Do miracles have a higher burden of proof?

This is something I frequently discuss because it's a mainstay of atheism. Atheists typically say there's an overwhelming presumption against miracles. In addition there are Christian Bayesian theorists who say miracles have a higher burden of proof, but it's not insurmountable. Let's take a couple of comparisons.

Suppose I'm abducted and sedated. Next thing I know I wake up in the middle of nowhere. A wilderness with a river nearby. Is it safe for me to wade in the river?

Some rivers are hazardous.  Some rivers are frequented by crocodiles, anacondas, electric eels, or bull sharks.

What's the antecedent probability that the river is safe or hazardous to wade in? Unless I know where I am, I have no frame of reference. There's no presumption one way or the other to overcome.

I can't begin to calculate the probabilities in a vacuum. I need to know where I am.

Or take another example. Suppose a driver spots a license plate in the parking lot. What are the odds that that car would be at the same time and place he was? In principle, you could consider the number of in-state license plates, and make an educated guess about out-of-state drivers.
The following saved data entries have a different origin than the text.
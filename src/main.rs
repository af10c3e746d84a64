//! Weighted Load Balancer
//!
//! Reverse proxy that spreads requests over weighted backends and routes
//! around unhealthy ones.
//!
//! # Architecture Overview
//!
//! ```text
//!                          ┌───────────────────────────────────────────────┐
//!                          │                 BALANCER                      │
//!                          │                                               │
//!     Client Request       │  ┌─────────┐    ┌──────────┐    ┌──────────┐  │
//!     ─────────────────────┼─▶│  http   │───▶│ selector │───▶│ weighted │  │
//!                          │  │ server  │    │          │    │  random  │  │
//!                          │  └─────────┘    └────┬─────┘    └──────────┘  │
//!                          │                      │ healthy?               │
//!                          │                      ▼                        │
//!                          │               ┌──────────────┐  ┌──────────┐  │
//!                          │               │ status store │◀─│  health  │──┼──▶ HEAD probes
//!                          │               └──────────────┘  │ monitor  │  │
//!                          │                      ▲          └────┬─────┘  │
//!                          │                      │ wait          │release │
//!                          │               ┌──────────────┐       │        │
//!                          │               │   wait set   │◀──────┘        │
//!     Client Response      │  ┌──────────┐ └──────────────┘                │
//!     ◀────────────────────┼──│dispatcher│◀──────────────────────────────┼──── Backend
//!                          │  └──────────┘                                 │
//!                          └───────────────────────────────────────────────┘
//! ```

use std::path::PathBuf;

use clap::Parser;
use tokio::net::TcpListener;

use weighted_balancer::config::load_config;
use weighted_balancer::lifecycle::signals::spawn_signal_handler;
use weighted_balancer::observability::events::log_events;
use weighted_balancer::observability::{logging, metrics};
use weighted_balancer::{Balancer, Shutdown};

#[derive(Parser)]
#[command(name = "weighted-balancer")]
#[command(about = "Weighted reverse-proxy load balancer", long_about = None)]
struct Args {
    /// Path to the TOML configuration file
    #[arg(short, long, default_value = "balancer.toml")]
    config: PathBuf,
}

#[tokio::main]
async fn main() -> Result<(), Box<dyn std::error::Error>> {
    let args = Args::parse();
    let config = load_config(&args.config)?;

    logging::init_logging(&config.observability);
    tracing::info!("weighted-balancer v{} starting", env!("CARGO_PKG_VERSION"));

    tracing::info!(
        bind_address = %config.listener.bind_address,
        backends = config.servers.len(),
        monitoring = config.monitoring.enabled,
        interval_ms = config.monitoring.interval_ms,
        "Configuration loaded"
    );

    if config.observability.metrics_enabled {
        if let Ok(addr) = config.observability.metrics_address.parse() {
            metrics::init_metrics(addr);
        } else {
            tracing::error!(
                metrics_address = %config.observability.metrics_address,
                "Failed to parse metrics address"
            );
        }
    }

    let listener = TcpListener::bind(&config.listener.bind_address).await?;
    tracing::info!(address = %listener.local_addr()?, "Listening for connections");

    let balancer = Balancer::new(config)?;
    tokio::spawn(log_events(balancer.subscribe()));

    let shutdown = Shutdown::new();
    spawn_signal_handler(shutdown.clone());

    balancer.serve(listener, shutdown).await?;

    tracing::info!("Shutdown complete");
    Ok(())
}
//! Error types for the Shelf collection view.

use thiserror::Error;

use crate::record::RecordId;

/// Controller errors - surfaced to the caller.
#[derive(Debug, Error)]
pub enum ViewError {
    /// Raw-data retrieval failed. Previous records are retained.
    #[error("Fetch failed: {0}")]
    Fetch(String),

    /// A single-row mutation failed.
    #[error("Action on '{id}' failed: {reason}")]
    Mutation { id: RecordId, reason: String },

    /// No bulk action registered under this id.
    #[error("Unknown action: {0}")]
    UnknownAction(String),

    /// Destructive action invoked without confirmation.
    #[error("Action '{action}' on {count} record(s) requires confirmation")]
    ConfirmationRequired { action: String, count: usize },

    /// Bulk action invoked with nothing selected.
    #[error("Nothing selected")]
    EmptySelection,

    /// A newer refresh started while this one was in flight; its records
    /// were discarded.
    #[error("Fetch superseded by a newer refresh")]
    Superseded,

    /// The controller was disposed while the operation was in flight.
    #[error("View disposed")]
    Disposed,
}

impl From<FetchError> for ViewError {
    fn from(e: FetchError) -> Self {
        ViewError::Fetch(e.0)
    }
}

/// Failure reported by a data fetcher.
#[derive(Debug, Clone, Error, PartialEq, Eq)]
#[error("{0}")]
pub struct FetchError(pub String);

/// Failure reported by a mutation function.
#[derive(Debug, Clone, Error, PartialEq, Eq)]
#[error("{0}")]
pub struct MutationError(pub String);

/// Configuration errors.
#[derive(Debug, Error)]
pub enum ConfigError {
    /// IO error.
    #[error("IO error: {0}")]
    Io(String),

    /// Parse error.
    #[error("Parse error: {0}")]
    Parse(String),

    /// Semantically invalid configuration.
    #[error("Invalid config: {0}")]
    Invalid(String),
}
//! Page-count and page-slice derivation.

use shelf_core::PaginationState;

/// Derive pagination for `total` filtered records.
///
/// `limit` below 1 is treated as 1. `page` is clamped into `[1, pages]`,
/// so a shrinking result set moves the user to the new last page instead
/// of rendering an empty one.
pub fn derive(total: usize, page: usize, limit: usize) -> PaginationState {
    let limit = limit.max(1);
    let pages = total.div_ceil(limit).max(1);
    PaginationState {
        page: page.clamp(1, pages),
        limit,
        total,
        pages,
    }
}

/// The records on the current page.
pub fn slice<'a, T>(items: &'a [T], state: &PaginationState) -> &'a [T] {
    let start = state.offset().min(items.len());
    let end = start.saturating_add(state.limit).min(items.len());
    &items[start..end]
}
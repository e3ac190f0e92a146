//! Configuration types.
//!
//! A view is configured from a TOML file. Every field has a default so an
//! empty file is a valid configuration.

use serde::{Deserialize, Serialize};
use std::collections::HashSet;
use std::path::{Path, PathBuf};
use std::time::Duration;

use crate::action::BulkActionDef;
use crate::error::ConfigError;

/// Collection view configuration.
#[derive(Debug, Clone, Serialize, Deserialize)]
#[serde(default)]
pub struct ViewConfig {
    /// Fields the search text is matched against.
    pub searchable_fields: Vec<String>,

    /// Quiet period before search input is applied. 0 applies immediately.
    pub search_debounce_ms: u64,

    /// Initial page size.
    pub page_size: usize,

    /// Page sizes offered to the user.
    pub page_sizes: Vec<usize>,

    /// Bulk actions available on the selection.
    pub actions: Vec<BulkActionDef>,
}

impl Default for ViewConfig {
    fn default() -> Self {
        Self {
            searchable_fields: vec!["name".to_string()],
            search_debounce_ms: 300,
            page_size: 10,
            page_sizes: vec![10, 25, 50],
            actions: vec![BulkActionDef::new("delete", "Delete").destructive()],
        }
    }
}

impl ViewConfig {
    /// Parse and validate a TOML document.
    pub fn from_toml_str(source: &str) -> Result<Self, ConfigError> {
        let config: ViewConfig =
            toml::from_str(source).map_err(|e| ConfigError::Parse(e.to_string()))?;
        config.validated()
    }

    /// Read, parse and validate a TOML file.
    pub fn load(path: &Path) -> Result<Self, ConfigError> {
        let source = std::fs::read_to_string(path)
            .map_err(|e| ConfigError::Io(format!("{}: {}", path.display(), e)))?;
        Self::from_toml_str(&source)
    }

    /// Clamp page sizes to at least 1 and reject inconsistent settings.
    pub fn validated(mut self) -> Result<Self, ConfigError> {
        self.page_size = self.page_size.max(1);
        self.page_sizes.retain(|&n| n >= 1);

        if let Some(field) = self.searchable_fields.iter().find(|f| f.trim().is_empty()) {
            return Err(ConfigError::Invalid(format!(
                "empty searchable field name: {:?}",
                field
            )));
        }

        let mut seen = HashSet::new();
        for action in &self.actions {
            if action.id.trim().is_empty() {
                return Err(ConfigError::Invalid("action with empty id".to_string()));
            }
            if !seen.insert(action.id.as_str()) {
                return Err(ConfigError::Invalid(format!(
                    "duplicate action id '{}'",
                    action.id
                )));
            }
        }

        Ok(self)
    }

    pub fn search_debounce(&self) -> Duration {
        Duration::from_millis(self.search_debounce_ms)
    }
}

/// Get the config directory path.
pub fn config_dir() -> Option<PathBuf> {
    dirs::config_dir().map(|p| p.join("shelf"))
}

/// Get the default config file path.
pub fn default_config_path() -> Option<PathBuf> {
    config_dir().map(|p| p.join("config.toml"))
}
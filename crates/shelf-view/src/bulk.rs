//! Bulk action fan-out and the action registry.
//!
//! A bulk action issues one independent request per selected id. All
//! requests start together and the executor waits for every one of them to
//! settle; a failure never aborts or rolls back the others.

use std::future::Future;

use futures::future::join_all;
use shelf_core::{BulkActionDef, BulkActionResult, BulkFailure, MutationError, RecordId};

/// Run `action` for every id concurrently and partition the outcomes.
///
/// `succeeded` and `failed` keep the order of `ids`.
pub async fn run<F, Fut>(ids: Vec<RecordId>, mut action: F) -> BulkActionResult
where
    F: FnMut(RecordId) -> Fut,
    Fut: Future<Output = Result<(), MutationError>>,
{
    let requests: Vec<Fut> = ids.iter().cloned().map(&mut action).collect();
    let outcomes = join_all(requests).await;

    let mut result = BulkActionResult::default();
    for (id, outcome) in ids.into_iter().zip(outcomes) {
        match outcome {
            Ok(()) => result.succeeded.push(id),
            Err(MutationError(reason)) => {
                tracing::debug!("Bulk item {} failed: {}", id, reason);
                result.failed.push(BulkFailure { id, reason });
            }
        }
    }
    result
}

/// Registry of the bulk actions a view offers.
#[derive(Debug, Clone, Default)]
pub struct ActionRegistry {
    actions: Vec<BulkActionDef>,
}

impl ActionRegistry {
    pub fn new(actions: Vec<BulkActionDef>) -> Self {
        Self { actions }
    }

    /// Look up an action by id.
    pub fn get(&self, id: &str) -> Option<&BulkActionDef> {
        self.actions.iter().find(|a| a.id == id)
    }

    /// All registered actions, in declaration order.
    pub fn list(&self) -> &[BulkActionDef] {
        &self.actions
    }

    pub fn exists(&self, id: &str) -> bool {
        self.get(id).is_some()
    }
}
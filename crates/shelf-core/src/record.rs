//! Record and field value types.

use chrono::{DateTime, Utc};
use serde::{Deserialize, Serialize};
use std::collections::BTreeMap;
use std::fmt;

/// Stable record identifier.
#[derive(Debug, Clone, PartialEq, Eq, PartialOrd, Ord, Hash, Serialize, Deserialize)]
#[serde(transparent)]
pub struct RecordId(pub String);

impl From<String> for RecordId {
    fn from(s: String) -> Self {
        Self(s)
    }
}

impl From<&str> for RecordId {
    fn from(s: &str) -> Self {
        Self(s.to_string())
    }
}

impl AsRef<str> for RecordId {
    fn as_ref(&self) -> &str {
        &self.0
    }
}

impl fmt::Display for RecordId {
    fn fmt(&self, f: &mut fmt::Formatter<'_>) -> fmt::Result {
        f.write_str(&self.0)
    }
}

/// A single field value.
///
/// Deserialization is untagged: JSON `null`, booleans and numbers map
/// directly, RFC 3339 strings become [`FieldValue::Date`] and every other
/// string is [`FieldValue::Text`].
#[derive(Debug, Clone, PartialEq, Serialize, Deserialize, Default)]
#[serde(untagged)]
pub enum FieldValue {
    #[default]
    Null,
    Bool(bool),
    Number(f64),
    Date(DateTime<Utc>),
    Text(String),
}

impl FieldValue {
    /// True for `Null` and for numbers that are NaN.
    pub fn is_null(&self) -> bool {
        match self {
            FieldValue::Null => true,
            FieldValue::Number(n) => n.is_nan(),
            _ => false,
        }
    }

    pub fn as_text(&self) -> Option<&str> {
        match self {
            FieldValue::Text(s) => Some(s),
            _ => None,
        }
    }

    pub fn as_number(&self) -> Option<f64> {
        match self {
            FieldValue::Number(n) if !n.is_nan() => Some(*n),
            _ => None,
        }
    }

    pub fn as_bool(&self) -> Option<bool> {
        match self {
            FieldValue::Bool(b) => Some(*b),
            _ => None,
        }
    }

    pub fn as_date(&self) -> Option<DateTime<Utc>> {
        match self {
            FieldValue::Date(d) => Some(*d),
            _ => None,
        }
    }

    /// Parse loosely typed user input (CLI arguments, query strings).
    ///
    /// `null`, `true`/`false`, numbers and RFC 3339 timestamps are
    /// recognised; anything else is kept as text.
    pub fn parse(input: &str) -> Self {
        let trimmed = input.trim();
        match trimmed {
            "null" => return FieldValue::Null,
            "true" => return FieldValue::Bool(true),
            "false" => return FieldValue::Bool(false),
            _ => {}
        }
        if let Ok(n) = trimmed.parse::<f64>() {
            if n.is_finite() {
                return FieldValue::Number(n);
            }
        }
        if let Ok(d) = DateTime::parse_from_rfc3339(trimmed) {
            return FieldValue::Date(d.with_timezone(&Utc));
        }
        FieldValue::Text(input.to_string())
    }
}

impl fmt::Display for FieldValue {
    fn fmt(&self, f: &mut fmt::Formatter<'_>) -> fmt::Result {
        match self {
            FieldValue::Null => Ok(()),
            FieldValue::Bool(b) => write!(f, "{}", b),
            FieldValue::Number(n) => write!(f, "{}", n),
            FieldValue::Date(d) => write!(f, "{}", d.to_rfc3339()),
            FieldValue::Text(s) => f.write_str(s),
        }
    }
}

impl From<&str> for FieldValue {
    fn from(s: &str) -> Self {
        FieldValue::Text(s.to_string())
    }
}

impl From<String> for FieldValue {
    fn from(s: String) -> Self {
        FieldValue::Text(s)
    }
}

impl From<f64> for FieldValue {
    fn from(n: f64) -> Self {
        FieldValue::Number(n)
    }
}

impl From<i64> for FieldValue {
    fn from(n: i64) -> Self {
        FieldValue::Number(n as f64)
    }
}

impl From<bool> for FieldValue {
    fn from(b: bool) -> Self {
        FieldValue::Bool(b)
    }
}

impl From<DateTime<Utc>> for FieldValue {
    fn from(d: DateTime<Utc>) -> Self {
        FieldValue::Date(d)
    }
}

/// One item in the collection being viewed.
///
/// Identity is by `id`; field values may change between fetches.
#[derive(Debug, Clone, PartialEq, Serialize, Deserialize)]
pub struct Record {
    pub id: RecordId,

    #[serde(default)]
    pub fields: BTreeMap<String, FieldValue>,
}

impl Record {
    /// Create a record with no fields.
    pub fn new(id: impl Into<RecordId>) -> Self {
        Self {
            id: id.into(),
            fields: BTreeMap::new(),
        }
    }

    /// Builder-style field setter.
    pub fn with(mut self, name: impl Into<String>, value: impl Into<FieldValue>) -> Self {
        self.fields.insert(name.into(), value.into());
        self
    }

    /// Get a field value. Missing fields read as `None`.
    pub fn get(&self, name: &str) -> Option<&FieldValue> {
        self.fields.get(name)
    }

    pub fn set(&mut self, name: impl Into<String>, value: FieldValue) {
        self.fields.insert(name.into(), value);
    }
}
But suppose the driver is a bookie on the run from the mafia, and the car with that particular license plate belongs to triggermen who are shadowing him. That drastically changes the odds.

Now in Bayesian probability theory, as I understand it, you divvy up the odds into prior and posterior probabilities. The prior improbability may be high, but that can be overcome with more specific evidence.

But my problem is that if the probability theorist already has all the information when he begins his analysis, why bifurcate the evidence into prior and posterior compartments? Why artificially bracket off some of what he knows to assign a prior probability value, which creates a presumption that must then be overcome? What's the point? It's not like he discovered new evidence in the process of his analysis.

I don't think it's meaningful to lay odds on miracles in the abstract. It depends on the kind for world we live in as well as specific evidence for specific reports.